La actividad física controlada y planificada, nos reporta muchos y grandes beneficios. Pero para obtenerlos tenemos que ser constantes en su práctica. El ejercicio físico practicado casi a diario y el con el tiempo suficiente nos puede ayudar en lo siguiente:
EN EL SISTEMA CARDIO-RESPIRATORIO.
El músculo más importante del cuerpo, el corazón, se fortalece y pierde grasa que lo rodea con el ejercicio. Por lo que cada latido es más potente y puede trasladar más sangre al resto del organismo. Esto resulta en una baja cardiaca, lo que mejora la salud y la eficacia de nuestro corazón.

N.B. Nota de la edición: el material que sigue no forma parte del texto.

//! Random guessing, the last resort when inference stalls.

use super::Outcome;
use crate::primitives::RANDOM_GUESS_RAM;
use crate::puzzle::Puzzle;
use crate::scheduler::{Beat, Process};
use crate::types::{ProcessId, Triple};

/// Enumerates every undetermined triple, one per two ticks, then guesses
/// one of them uniformly at random.
///
/// The guess goes through [`Puzzle::take_guess`], so it pushes a guess
/// marker and can be backtracked with `mark_guess_as_impossible`.
#[derive(Debug, Clone)]
pub struct RandomGuessProcess {
    id: ProcessId,
    beat: Beat,
    cursor: usize,
    candidates: Vec<Triple>,
    guessed: Option<Triple>,
}

impl Default for RandomGuessProcess {
    fn default() -> Self {
        Self::new()
    }
}

impl RandomGuessProcess {
    #[must_use]
    pub fn new() -> Self {
        Self {
            id: ProcessId::new("random-guess"),
            beat: Beat::default(),
            cursor: 0,
            candidates: Vec::new(),
            guessed: None,
        }
    }

    /// The triple at flat index `cursor` in row, column, value order.
    fn triple_at(cursor: usize, size: usize) -> Triple {
        let val = cursor % size;
        let col = (cursor / size) % size;
        let row = cursor / size / size;
        Triple::new(row, col, val)
    }

    fn pick(&self) -> Option<Triple> {
        if self.candidates.is_empty() {
            return None;
        }
        let index = rand::random_range(0..self.candidates.len());
        self.candidates.get(index).copied()
    }
}

impl Process<Puzzle> for RandomGuessProcess {
    type Output = Outcome;

    fn process_id(&self) -> &ProcessId {
        &self.id
    }

    fn ram_requirement(&self) -> u64 {
        RANDOM_GUESS_RAM
    }

    fn tick(&mut self, puzzle: &mut Puzzle) -> bool {
        let size = puzzle.size();
        let total = size.saturating_mul(size).saturating_mul(size);
        match self.beat.advance() {
            Beat::Inspect if self.cursor < total => {
                let triple = Self::triple_at(self.cursor, size);
                if puzzle.triples().count_row_col(triple.row, triple.col) > 1
                    && puzzle.is_possible(triple)
                {
                    self.candidates.push(triple);
                }
                false
            }
            Beat::Inspect => self.candidates.is_empty(),
            Beat::Apply if self.cursor < total => {
                self.cursor = self.cursor.saturating_add(1);
                false
            }
            Beat::Apply => {
                if let Some(triple) = self.pick()
                    && puzzle.take_guess(triple).unwrap_or(false)
                {
                    self.guessed = Some(triple);
                }
                true
            }
        }
    }

    fn return_value(&self) -> Outcome {
        Outcome::Guess(self.guessed)
    }
}

#[cfg(test)]
mod tests {
    use super::*;

    fn run(process: &mut RandomGuessProcess, puzzle: &mut Puzzle) {
        for _ in 0..10_000 {
            if process.tick(puzzle) {
                return;
            }
        }
        unreachable!("process never finished");
    }

    #[test]
    fn guesses_an_undetermined_triple() {
        let mut puzzle = Puzzle::blank(3).expect("puzzle");
        for (row, col, val) in [(0, 0, 0), (0, 1, 1), (1, 0, 1), (1, 1, 0)] {
            puzzle.set_cell(row, col, val).expect("in grid");
        }
        puzzle.remove_from_cell(2, 2, 0);

        let mut process = RandomGuessProcess::new();
        run(&mut process, &mut puzzle);

        let Outcome::Guess(Some(guess)) = process.return_value() else {
            unreachable!("expected a guess");
        };
        assert!(!(guess.row < 2 && guess.col < 2));
        assert_ne!(guess, Triple::new(2, 2, 0));
        assert_eq!(puzzle.guess_depth(), 1);
        assert_eq!(puzzle.solved_value(guess.row, guess.col), Some(guess.val));
    }

    #[test]
    fn solved_grid_yields_no_guess() {
        let mut puzzle = Puzzle::blank(2).expect("puzzle");
        puzzle.set_cell(0, 0, 0).expect("in grid");
        puzzle.set_cell(0, 1, 1).expect("in grid");
        puzzle.set_cell(1, 0, 1).expect("in grid");
        puzzle.set_cell(1, 1, 0).expect("in grid");

        let mut process = RandomGuessProcess::new();
        run(&mut process, &mut puzzle);

        assert_eq!(process.return_value(), Outcome::Guess(None));
        assert_eq!(puzzle.guess_depth(), 0);
    }

    #[test]
    fn pick_reaches_every_candidate() {
        let mut process = RandomGuessProcess::new();
        process.candidates = vec![
            Triple::new(0, 0, 0),
            Triple::new(0, 0, 1),
            Triple::new(1, 2, 0),
        ];

        let mut drawn = std::collections::BTreeSet::new();
        for _ in 0..500 {
            drawn.extend(process.pick());
        }
        assert_eq!(drawn.len(), 3);
    }

    #[test]
    fn flat_index_covers_grid_in_order() {
        assert_eq!(RandomGuessProcess::triple_at(0, 3), Triple::new(0, 0, 0));
        assert_eq!(RandomGuessProcess::triple_at(4, 3), Triple::new(0, 1, 1));
        assert_eq!(RandomGuessProcess::triple_at(26, 3), Triple::new(2, 2, 2));
    }
}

Por la misma razón aumenta el calibre de las arterias coronarias, causantes de muchos de los problemas del sistema cardiovascular. Ayudando así al corazón a ser más eficaz en el trasporte y retorno de la sangre. Reduce la tensión arterial, por lo que todo el organismo sale beneficiado.
Con el ejercicio, fortalecemos todos los músculos, también los que se encargan de llenar y vaciar de aire los pulmones, haciendo que en cada respiración podamos tomar más aire con menos gasto energético, haciendo la respiración más eficiente, aumentando la oxigenación y reduciendo el estrés de estos músculos respiratorios. Aumenta la superficie de transmisión del oxigeno a la sangre, esto se produce por una mayor capilarización y por un mayor numero de alvéolos en funcionamiento. Aumenta nuestra capacidad pulmonar y limpia nuestros pulmones.
EN NUESTROS MÚSCULOS Y HUESOS.
Con la ejercitación de las articulaciones aumentamos la flexibilidad dinámica de éstas, por lo que nuestro rango de movimiento aumenta. Los músculos aumentan de tamaño haciéndose más fuertes y resistentes a lesiones. Los huesos aumentan de grosor haciéndose más resistentes a golpes y lesiones.
Aumenta la eficacia de las articulaciones debido a la musculación de tendones y ligamentos y a una mejora de la lubricación interna, sumado al aumento de la masa muscular y de su resistencia, hace que nuestra calidad de vida aumente exponencialmente. Pudiendo retrasar el envejecimiento y aumentar las posibilidades de expansión como persona móvil e independiente.
EN NUESTRA PSIQUE
La mejora de la calidad de vida, de la independencia, de nuestras posibilidades físicas, hace que nos sintamos más seguros y que nuestra autoestima aumente.
En casi todos los deportes aumenta la socialización de la persona. Reduce el estrés. Aumentamos las actividades de nuestro tiempo libre, haciéndonos más felices. Aumentamos nuestros temas de conversación, aumentado por esto nuestra capacidad de socialización. Aumentamos nuestro círculo de conocidos.
CONTRA EL DOLOR Y LAS LESIONES
El aumento de nuestra capacidad física y de nuestra autoestima afecta reduciendo drásticamente muchos dolores difusos. El fortalecimiento de nuestro organismo, hace que estemos más alerta, con más equilibrio y que tengamos un tiempo de reacción complejo más eficiente y rápido, por lo que las caídas y golpes se reducen.
El fortalecimiento de los músculos, el engrosamiento de los huesos, hace que las caídas sean menos traumáticas y se recupere el estado normal antes que una persona sedentaria.
CONTRA EL ENVEJECIMIENTO
Muchos autores afirman que una persona de 65 años que haga ejercicio físico a diario tiene una mayor capacidad física y vital que una persona de 45 años que no realiza ninguna actividad física. Estamos hablando de retrasar muchas variables del envejecimiento casi 20 años.
COMPLEMENTOS PARA MEJORAR
Dentro del gran campo que cubre el “ejercicio físico” tenemos distintas capacidades cada una de las cuales tiene sus propios beneficios inherentes, como podría ser la flexibilidad, la fuerza, la resistencia, la agilidad, el equilibrio. Por nombrar las más importantes.
En la mayoría de las actividades físicas no se trabajan todas las capacidades antes nombradas. Por ejemplo nadando no se realiza ninguna mejora de la flexibilidad; en pilates no se trabaja la resistencia, en gimnasia aeróbica no se trabaja la fuerza, etc.
Por esto siempre se hace necesario que los profesores sepan que capacidades hace falta añadir y se trabajen junto a las sesiones normales. Realizar unos minutos de ejercicios de estiramientos después de nadar, realizar ejercicios aeróbicos los días que no haya clase de pilates o realizar trabajos con ligas o pesas los días que no tengas aerobic.